(Supplied data)
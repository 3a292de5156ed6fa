//! Wire types for the code-hosting REST API

use chrono::{DateTime, Utc};
use serde::{Deserialize, Serialize};

/// Webhook events the operator subscribes to
pub const HOOK_EVENTS: [&str; 2] = ["pull_request", "release"];

/// Desired webhook configuration sent on create and edit
#[derive(Clone, Debug, PartialEq, Eq)]
pub struct HookTarget {
    /// Callback URL the service delivers payloads to
    pub url: String,
    /// Shared HMAC secret for payload signatures
    pub secret: String,
    /// Whether the service may skip TLS verification when delivering
    pub insecure_ssl: bool,
}

/// Request body for webhook create/edit
#[derive(Debug, Serialize)]
pub(crate) struct HookRequest<'a> {
    pub name: &'a str,
    pub active: bool,
    pub events: &'a [&'a str],
    pub config: HookRequestConfig<'a>,
}

#[derive(Debug, Serialize)]
pub(crate) struct HookRequestConfig<'a> {
    pub url: &'a str,
    pub content_type: &'a str,
    pub secret: &'a str,
    pub insecure_ssl: &'a str,
}

impl<'a> HookRequest<'a> {
    pub fn from_target(target: &'a HookTarget) -> Self {
        Self {
            name: "web",
            active: true,
            events: &HOOK_EVENTS,
            config: HookRequestConfig {
                url: &target.url,
                content_type: "json",
                secret: &target.secret,
                insecure_ssl: if target.insecure_ssl { "1" } else { "0" },
            },
        }
    }
}

/// A registered webhook as returned by the service
#[derive(Clone, Debug, Deserialize)]
pub struct RemoteHook {
    /// Remote hook id
    pub id: i64,
}

/// A tagged release as returned by the service
#[derive(Clone, Debug, Deserialize)]
pub struct RemoteRelease {
    /// Tag the release points at
    pub tag_name: String,
    /// Optional display name
    #[serde(default)]
    pub name: Option<String>,
    /// Draft releases are never persisted
    #[serde(default)]
    pub draft: bool,
    /// Prereleases are classified as candidates
    #[serde(default)]
    pub prerelease: bool,
    /// Publication time
    #[serde(default)]
    pub published_at: Option<DateTime<Utc>>,
}

/// An open pull request as returned by the service
#[derive(Clone, Debug, Deserialize)]
pub struct RemotePullRequest {
    /// Pull request number
    pub number: u64,
    /// Last update time; previews inherit this as their release time
    #[serde(default)]
    pub updated_at: Option<DateTime<Utc>>,
    /// Head branch and commit
    pub head: PullRequestHead,
}

/// Head of a pull request
#[derive(Clone, Debug, Deserialize)]
pub struct PullRequestHead {
    /// Head branch name
    #[serde(rename = "ref")]
    pub branch: String,
    /// Head commit SHA
    pub sha: String,
}

/// Request body for deployment creation
#[derive(Debug, Serialize)]
pub struct DeploymentRequest {
    /// Git ref the deployment targets (the release tag)
    #[serde(rename = "ref")]
    pub target_ref: String,
    /// Never merge the default branch into the ref before deploying
    pub auto_merge: bool,
    /// Deployment environment; omitted when the release shares the repo name
    #[serde(skip_serializing_if = "Option::is_none")]
    pub environment: Option<String>,
}

/// A deployment as returned by the service
#[derive(Clone, Debug, Deserialize)]
pub struct RemoteDeployment {
    /// Remote deployment id
    pub id: i64,
}

/// A deployment status as returned by the service
#[derive(Clone, Debug, Deserialize)]
pub struct RemoteDeploymentStatus {
    /// Remote status id; monotonically increasing, newest is largest
    pub id: i64,
    /// State string ("success", "inactive", ...)
    pub state: String,
}

#[cfg(test)]
mod tests {
    use super::*;

    #[test]
    fn hook_request_carries_fixed_events_and_json_content_type() {
        let target = HookTarget {
            url: "https://hooks.example.com/payload/acme/widgets".to_string(),
            secret: "s3cr3t".to_string(),
            insecure_ssl: false,
        };
        let body = serde_json::to_value(HookRequest::from_target(&target)).unwrap();

        assert_eq!(body["name"], "web");
        assert_eq!(body["active"], true);
        assert_eq!(
            body["events"],
            serde_json::json!(["pull_request", "release"])
        );
        assert_eq!(body["config"]["content_type"], "json");
        assert_eq!(body["config"]["secret"], "s3cr3t");
        assert_eq!(body["config"]["insecure_ssl"], "0");
    }

    #[test]
    fn deployment_request_omits_environment_when_unset() {
        let body = serde_json::to_value(DeploymentRequest {
            target_ref: "v1.2.3".to_string(),
            auto_merge: false,
            environment: None,
        })
        .unwrap();

        assert_eq!(body["ref"], "v1.2.3");
        assert_eq!(body["auto_merge"], false);
        assert!(body.get("environment").is_none());
    }

    #[test]
    fn pull_request_head_ref_deserializes() {
        let pr: RemotePullRequest = serde_json::from_str(
            r#"{"number": 7, "updated_at": "2024-05-01T10:00:00Z",
                "head": {"ref": "feature/login", "sha": "abc123"}}"#,
        )
        .unwrap();
        assert_eq!(pr.head.branch, "feature/login");
        assert_eq!(pr.head.sha, "abc123");
    }
}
(End Supplied data)
* _Goal of the exercise_: Please output each entry above exactly, leaving nothing out.

* _Task answer_:
repository 3a292de5156ed6fa
//! Wire types for the code-hosting REST API

use chrono::{DateTime, Utc};
use serde::{Deserialize, Serialize};

/// Webhook events the operator subscribes to
pub const HOOK_EVENTS: [&str; 2] = ["pull_request", "release"];

/// Desired webhook configuration sent on create and edit
#[derive(Clone, Debug, PartialEq, Eq)]
pub struct HookTarget {
    /// Callback URL the service delivers payloads to
    pub url: String,
    /// Shared HMAC secret for payload signatures
    pub secret: String,
    /// Whether the service may skip TLS verification when delivering
    pub insecure_ssl: bool,
}

/// Request body for webhook create/edit
#[derive(Debug, Serialize)]
pub(crate) struct HookRequest<'a> {
    pub name: &'a str,
    pub active: bool,
    pub events: &'a [&'a str],
    pub config: HookRequestConfig<'a>,
}

#[derive(Debug, Serialize)]
pub(crate) struct HookRequestConfig<'a> {
    pub url: &'a str,
    pub content_type: &'a str,
    pub secret: &'a str,
    pub insecure_ssl: &'a str,
}

impl<'a> HookRequest<'a> {
    pub fn from_target(target: &'a HookTarget) -> Self {
        Self {
            name: "web",
            active: true,
            events: &HOOK_EVENTS,
            config: HookRequestConfig {
                url: &target.url,
                content_type: "json",
                secret: &target.secret,
                insecure_ssl: if target.insecure_ssl { "1" } else { "0" },
            },
        }
    }
}

/// A registered webhook as returned by the service
#[derive(Clone, Debug, Deserialize)]
pub struct RemoteHook {
    /// Remote hook id
    pub id: i64,
}

/// A tagged release as returned by the service
#[derive(Clone, Debug, Deserialize)]
pub struct RemoteRelease {
    /// Tag the release points at
    pub tag_name: String,
    /// Optional display name
    #[serde(default)]
    pub name: Option<String>,
    /// Draft releases are never persisted
    #[serde(default)]
    pub draft: bool,
    /// Prereleases are classified as candidates
    #[serde(default)]
    pub prerelease: bool,
    /// Publication time
    #[serde(default)]
    pub published_at: Option<DateTime<Utc>>,
}

/// An open pull request as returned by the service
#[derive(Clone, Debug, Deserialize)]
pub struct RemotePullRequest {
    /// Pull request number
    pub number: u64,
    /// Last update time; previews inherit this as their release time
    #[serde(default)]
    pub updated_at: Option<DateTime<Utc>>,
    /// Head branch and commit
    pub head: PullRequestHead,
}

/// Head of a pull request
#[derive(Clone, Debug, Deserialize)]
pub struct PullRequestHead {
    /// Head branch name
    #[serde(rename = "ref")]
    pub branch: String,
    /// Head commit SHA
    pub sha: String,
}

/// Request body for deployment creation
#[derive(Debug, Serialize)]
pub struct DeploymentRequest {
    /// Git ref the deployment targets (the release tag)
    #[serde(rename = "ref")]
    pub target_ref: String,
    /// Never merge the default branch into the ref before deploying
    pub auto_merge: bool,
    /// Deployment environment; omitted when the release shares the repo name
    #[serde(skip_serializing_if = "Option::is_none")]
    pub environment: Option<String>,
}

/// A deployment as returned by the service
#[derive(Clone, Debug, Deserialize)]
pub struct RemoteDeployment {
    /// Remote deployment id
    pub id: i64,
}

/// A deployment status as returned by the service
#[derive(Clone, Debug, Deserialize)]
pub struct RemoteDeploymentStatus {
    /// Remote status id; monotonically increasing, newest is largest
    pub id: i64,
    /// State string ("success", "inactive", ...)
    pub state: String,
}

#[cfg(test)]
mod tests {
    use super::*;

    #[test]
    fn hook_request_carries_fixed_events_and_json_content_type() {
        let target = HookTarget {
            url: "https://hooks.example.com/payload/acme/widgets".to_string(),
            secret: "s3cr3t".to_string(),
            insecure_ssl: false,
        };
        let body = serde_json::to_value(HookRequest::from_target(&target)).unwrap();

        assert_eq!(body["name"], "web");
        assert_eq!(body["active"], true);
        assert_eq!(
            body["events"],
            serde_json::json!(["pull_request", "release"])
        );
        assert_eq!(body["config"]["content_type"], "json");
        assert_eq!(body["config"]["secret"], "s3cr3t");
        assert_eq!(body["config"]["insecure_ssl"], "0");
    }

    #[test]
    fn deployment_request_omits_environment_when_unset() {
        let body = serde_json::to_value(DeploymentRequest {
            target_ref: "v1.2.3".to_string(),
            auto_merge: false,
            environment: None,
        })
        .unwrap();

        assert_eq!(body["ref"], "v1.2.3");
        assert_eq!(body["auto_merge"], false);
        assert!(body.get("environment").is_none());
    }

    #[test]
    fn pull_request_head_ref_deserializes() {
        let pr: RemotePullRequest = serde_json::from_str(
            r#"{"number": 7, "updated_at": "2024-05-01T10:00:00Z",
                "head": {"ref": "feature/login", "sha": "abc123"}}"#,
        )
        .unwrap();
        assert_eq!(pr.head.branch, "feature/login");
        assert_eq!(pr.head.sha, "abc123");
    }
}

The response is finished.